Presumably, all the alleged fibbing was done simply to maintain a good reputation on Wall Street and keep interest rates low when it came to borrowing money for capital projects.
It didn't work out that way. As we all know, the city's name is mud on Wall Street, and it's been shut out of the public borrowing market for the past five years.
Also on the scorecard: District Attorney Bonnie Dumanis has charged six people—Webster, Vattimo and four other retirement system trustees, Ron Saathoff, John Torres, Cathy Lexin and Sharon Wilkinson—with breaking state conflict-of-interest laws (for agreeing to a deal that boosted their own benefits), and the U.S. Attorney's office has indicted five people on fraud and conspiracy charges—Webster, Lexin and Saathoff, plus the retirement system's former administrator, Lawrence Grissom, and lawyer, Loraine Chapin.
If our math is correct, that's 11 people facing either criminal charges (the state and federal cases), civil penalties (SEC) or, in Webster's case, all of the above. Is that enough? Or should more people be on the hook?Some folks (City Attorney Mike Aguirre) think the list is light on elected officials. After all, members of the City Council participated on two levels: They approved the finance documents that got Uberuaga, Ryan, Webster, Vattimo and Frazier in hot water with the SEC, and they approved the deal that allowed the city to shortchange the retirement fund in exchange for handing over those handsome benefits. In both cases, the question is: Did they really know what they were doing.
In the SEC matter, we've said before in this space that we don't believe they knew they were sending fraudulent information to Wall Street. The misleading information was in the fine print of extremely esoteric documents. City staffers tell the City Council everything's shipshape, and away they go. That's why the staff is in trouble, and that's why investigators (Kroll Inc.) concluded that the City Council was “negligent” in its duty, which gets them nothing more than a sharp whack on the back of the hand from securities regulators. We think that's all they should get.The underfunding-for-benefits deal (the reason for all the lying) is a different matter. Kroll investigators spanked the City Council for approving the illegal deal in 2002—Scott Peters, Brian Maienschein, Toni Atkins, Jim Madaffer and Donna Frye still remain from that vote—but blasted the city's lawyers for not telling the council that it was illegal. (Will someone please tell us how former City Attorney Casey Gwinn has managed to wriggle off the hook?)

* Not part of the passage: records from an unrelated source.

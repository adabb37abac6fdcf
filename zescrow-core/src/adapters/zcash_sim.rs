//! Simulated Zcash wallet backend
//!
//! A deterministic in-process ledger: wallets, balances split by pool,
//! and a block counter that advances one block per `sync`. Transactions
//! are mined into the next block after they are sent. Addresses are
//! derived from SHA-256 of the seed phrase, so importing a seed twice is
//! idempotent.

use std::collections::BTreeMap;
use std::path::Path;

use chrono::{DateTime, Utc};
use rand::RngCore;
use serde::{Deserialize, Serialize};
use sha2::{Digest, Sha256};

use super::state_file::JsonStore;
use crate::domain::result::{Error, Result};
use crate::domain::{Network, Pool, WalletBalance, WalletKeys};
use crate::ports::{SentTransaction, TxConfirmation, ZcashChain};

#[derive(Debug, Clone, Default, Serialize, Deserialize)]
#[serde(rename_all = "camelCase")]
struct LedgerState {
    tip_height: u64,
    wallets: BTreeMap<String, SimWallet>,
    transactions: BTreeMap<String, SimTransaction>,
}

#[derive(Debug, Clone, Serialize, Deserialize)]
#[serde(rename_all = "camelCase")]
struct SimWallet {
    wallet_id: String,
    label: Option<String>,
    transparent_address: String,
    shielded_address: String,
    transparent: i64,
    shielded: i64,
}

impl SimWallet {
    fn keys(&self) -> WalletKeys {
        WalletKeys {
            wallet_id: self.wallet_id.clone(),
            transparent_address: self.transparent_address.clone(),
            shielded_address: self.shielded_address.clone(),
        }
    }

    fn balance(&self) -> WalletBalance {
        WalletBalance {
            transparent: self.transparent,
            shielded: self.shielded,
        }
    }

    fn owns(&self, address: &str) -> bool {
        self.transparent_address == address || self.shielded_address == address
    }
}

#[derive(Debug, Clone, Serialize, Deserialize)]
#[serde(rename_all = "camelCase")]
struct SimTransaction {
    tx_id: String,
    from_address: String,
    to_address: String,
    amount: i64,
    fee: i64,
    memo: Option<String>,
    mined_height: Option<u64>,
    created_at: DateTime<Utc>,
}

pub struct SimulatedZcash {
    network: Network,
    fee: i64,
    store: JsonStore<LedgerState>,
}

impl SimulatedZcash {
    pub fn in_memory(network: Network) -> Self {
        Self {
            network,
            fee: crate::domain::amount::DEFAULT_FEE_ZATOSHI,
            store: JsonStore::in_memory(),
        }
    }

    /// Ledger persisted at `path`
    pub fn open(path: &Path, network: Network) -> Result<Self> {
        Ok(Self {
            network,
            fee: crate::domain::amount::DEFAULT_FEE_ZATOSHI,
            store: JsonStore::open(path)?,
        })
    }

    /// Advance the chain by `blocks`, mining anything unconfirmed into the first one
    pub fn mine_blocks(&self, blocks: u64) -> Result<u64> {
        self.store.update(|state| {
            for _ in 0..blocks {
                Self::mine_block(state);
            }
            Ok(state.tip_height)
        })
    }

    pub fn tip_height(&self) -> Result<u64> {
        self.store.read(|state| state.tip_height)
    }

    fn mine_block(state: &mut LedgerState) {
        state.tip_height += 1;
        let height = state.tip_height;
        for tx in state.transactions.values_mut() {
            if tx.mined_height.is_none() {
                tx.mined_height = Some(height);
            }
        }
    }

    fn derive_keys(&self, seed_phrase: &str) -> WalletKeys {
        let shielded = hex::encode(Sha256::digest(seed_phrase.as_bytes()));
        let transparent = hex::encode(Sha256::digest(format!("t:{}", seed_phrase).as_bytes()));
        WalletKeys {
            wallet_id: format!("wallet-{}", &shielded[..16]),
            transparent_address: format!("{}{}", self.network.transparent_prefix(), &transparent[..33]),
            shielded_address: format!("{}{}", self.network.shielded_prefix(), shielded),
        }
    }

    fn register(&self, keys: WalletKeys, label: Option<&str>) -> Result<WalletKeys> {
        self.store.update(|state| {
            let wallet = state
                .wallets
                .entry(keys.wallet_id.clone())
                .or_insert_with(|| SimWallet {
                    wallet_id: keys.wallet_id.clone(),
                    label: label.map(str::to_string),
                    transparent_address: keys.transparent_address.clone(),
                    shielded_address: keys.shielded_address.clone(),
                    transparent: 0,
                    shielded: 0,
                });
            Ok(wallet.keys())
        })
    }
}

impl ZcashChain for SimulatedZcash {
    fn network(&self) -> Network {
        self.network
    }

    fn create_wallet(&self, label: Option<&str>) -> Result<WalletKeys> {
        let mut seed = [0u8; 32];
        rand::thread_rng().fill_bytes(&mut seed);
        let keys = self.derive_keys(&hex::encode(seed));
        self.register(keys, label)
    }

    fn import_wallet(&self, seed_phrase: &str, label: Option<&str>) -> Result<WalletKeys> {
        let seed_phrase = seed_phrase.trim();
        if seed_phrase.is_empty() {
            return Err(Error::validation("Seed phrase is required"));
        }
        let keys = self.derive_keys(seed_phrase);
        self.register(keys, label)
    }

    fn balance(&self, wallet_id: &str) -> Result<WalletBalance> {
        self.store
            .read(|state| state.wallets.get(wallet_id).map(SimWallet::balance))?
            .ok_or_else(|| Error::not_found(format!("Wallet {}", wallet_id)))
    }

    fn send(
        &self,
        from_wallet_id: &str,
        to_address: &str,
        amount_zatoshi: i64,
        memo: Option<&str>,
    ) -> Result<SentTransaction> {
        if amount_zatoshi <= 0 {
            return Err(Error::validation("Send amount must be positive"));
        }
        let fee = self.fee;

        self.store.update(|state| {
            let sender = state
                .wallets
                .get_mut(from_wallet_id)
                .ok_or_else(|| Error::not_found(format!("Wallet {}", from_wallet_id)))?;

            let needed = amount_zatoshi + fee;
            let available = sender.transparent + sender.shielded;
            if available < needed {
                return Err(Error::InsufficientBalance { needed, available });
            }

            // Spend shielded notes first
            let from_shielded = needed.min(sender.shielded);
            sender.shielded -= from_shielded;
            sender.transparent -= needed - from_shielded;
            let from_address = if from_shielded > 0 {
                sender.shielded_address.clone()
            } else {
                sender.transparent_address.clone()
            };

            if let Some(recipient) = state.wallets.values_mut().find(|w| w.owns(to_address)) {
                if recipient.shielded_address == to_address {
                    recipient.shielded += amount_zatoshi;
                } else {
                    recipient.transparent += amount_zatoshi;
                }
            }

            let mut hasher = Sha256::new();
            hasher.update(from_address.as_bytes());
            hasher.update(to_address.as_bytes());
            hasher.update(amount_zatoshi.to_le_bytes());
            hasher.update((state.transactions.len() as u64).to_le_bytes());
            hasher.update(state.tip_height.to_le_bytes());
            let tx_id = hex::encode(hasher.finalize());

            state.transactions.insert(
                tx_id.clone(),
                SimTransaction {
                    tx_id: tx_id.clone(),
                    from_address: from_address.clone(),
                    to_address: to_address.to_string(),
                    amount: amount_zatoshi,
                    fee,
                    memo: memo.map(str::to_string),
                    mined_height: None,
                    created_at: Utc::now(),
                },
            );

            Ok(SentTransaction {
                tx_id,
                from_address,
            })
        })
    }

    fn transaction_status(&self, tx_id: &str) -> Result<Option<TxConfirmation>> {
        self.store.read(|state| {
            state.transactions.get(tx_id).map(|tx| match tx.mined_height {
                Some(height) => TxConfirmation {
                    confirmations: (state.tip_height - height + 1) as u32,
                    block_height: Some(height),
                },
                None => TxConfirmation {
                    confirmations: 0,
                    block_height: None,
                },
            })
        })
    }

    fn sync(&self) -> Result<u64> {
        self.mine_blocks(1)
    }

    fn fee_zatoshi(&self) -> i64 {
        self.fee
    }

    fn faucet(&self, wallet_id: &str, amount_zatoshi: i64, pool: Pool) -> Result<()> {
        if amount_zatoshi <= 0 {
            return Err(Error::validation("Faucet amount must be positive"));
        }
        self.store.update(|state| {
            let wallet = state
                .wallets
                .get_mut(wallet_id)
                .ok_or_else(|| Error::not_found(format!("Wallet {}", wallet_id)))?;
            match pool {
                Pool::Shielded => wallet.shielded += amount_zatoshi,
                Pool::Transparent => wallet.transparent += amount_zatoshi,
            }
            Ok(())
        })
    }
}

#[cfg(test)]
mod tests {
    use super::*;

    #[test]
    fn test_import_is_deterministic() {
        let chain = SimulatedZcash::in_memory(Network::Testnet);
        let a = chain.import_wallet("correct horse battery staple", None).unwrap();
        let b = chain.import_wallet("correct horse battery staple", Some("again")).unwrap();
        assert_eq!(a, b);
        assert!(a.shielded_address.starts_with("ztestsapling1"));
        assert!(a.transparent_address.starts_with("tm"));
    }

    #[test]
    fn test_mainnet_prefixes() {
        let chain = SimulatedZcash::in_memory(Network::Mainnet);
        let keys = chain.create_wallet(Some("main")).unwrap();
        assert!(keys.shielded_address.starts_with("zs1"));
        assert!(keys.transparent_address.starts_with("t1"));
    }

    #[test]
    fn test_send_moves_funds_and_charges_fee() {
        let chain = SimulatedZcash::in_memory(Network::Testnet);
        let alice = chain.create_wallet(None).unwrap();
        let bob = chain.create_wallet(None).unwrap();
        chain.faucet(&alice.wallet_id, 10_000, Pool::Shielded).unwrap();

        chain.send(&alice.wallet_id, &bob.shielded_address, 4_000, None).unwrap();

        assert_eq!(chain.balance(&alice.wallet_id).unwrap().total(), 5_000);
        assert_eq!(chain.balance(&bob.wallet_id).unwrap().shielded, 4_000);
    }

    #[test]
    fn test_send_spends_shielded_before_transparent() {
        let chain = SimulatedZcash::in_memory(Network::Testnet);
        let alice = chain.create_wallet(None).unwrap();
        let bob = chain.create_wallet(None).unwrap();
        chain.faucet(&alice.wallet_id, 2_000, Pool::Shielded).unwrap();
        chain.faucet(&alice.wallet_id, 5_000, Pool::Transparent).unwrap();

        chain.send(&alice.wallet_id, &bob.transparent_address, 3_000, None).unwrap();

        let balance = chain.balance(&alice.wallet_id).unwrap();
        assert_eq!(balance.shielded, 0);
        assert_eq!(balance.transparent, 3_000);
        assert_eq!(chain.balance(&bob.wallet_id).unwrap().transparent, 3_000);
    }

    #[test]
    fn test_insufficient_funds_leaves_balance_untouched() {
        let chain = SimulatedZcash::in_memory(Network::Testnet);
        let alice = chain.create_wallet(None).unwrap();
        chain.faucet(&alice.wallet_id, 1_500, Pool::Shielded).unwrap();

        let err = chain.send(&alice.wallet_id, "ztestsapling1dead", 1_000, None).unwrap_err();
        assert!(matches!(err, Error::InsufficientBalance { needed: 2_000, available: 1_500 }));
        assert_eq!(chain.balance(&alice.wallet_id).unwrap().total(), 1_500);
    }

    #[test]
    fn test_confirmations_grow_with_blocks() {
        let chain = SimulatedZcash::in_memory(Network::Testnet);
        let alice = chain.create_wallet(None).unwrap();
        chain.faucet(&alice.wallet_id, 50_000, Pool::Shielded).unwrap();
        let sent = chain.send(&alice.wallet_id, "ztestsapling1elsewhere", 10_000, None).unwrap();

        let status = chain.transaction_status(&sent.tx_id).unwrap().unwrap();
        assert_eq!(status.confirmations, 0);

        chain.sync().unwrap();
        let status = chain.transaction_status(&sent.tx_id).unwrap().unwrap();
        assert_eq!(status.confirmations, 1);

        chain.mine_blocks(5).unwrap();
        let status = chain.transaction_status(&sent.tx_id).unwrap().unwrap();
        assert_eq!(status.confirmations, 6);
        assert_eq!(status.block_height, Some(1));

        assert!(chain.transaction_status("unknown").unwrap().is_none());
    }
}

The City Council members were presented with the deal in spring 2002 in closed-door meetings. It remains unclear how sharp their understanding of it was at that time. When it came time to give final approval in November, the council voted unanimously to shortchange the retirement fund. Diann Shipione, then a retirement-system trustee, clearly told them, at that meeting, that the city was “buying” the retirement board's complicity in allowing the city to shortchange the system and load it up with debt a few years down the road. She also said, correctly, that the deal represented a conflict of interest on the part of several retirement-system trustees. That's when Frye voted against the benefit increases. The rest of the council ignored Shipione.
Does that mean the council members should be brought up on federal conspiracy charges? We're not qualified to make that judgment.
What we do know is that Peters and Maienschein, who are both running for city attorney, continue to suggest that criticizing them for ignoring Shipione's warning is unfair—and that's patently absurd. They obviously want the whole mess swept under the rug, but their opponents (and not just Aguirre) have every right to question their record, and voters have every right to expect an explanation.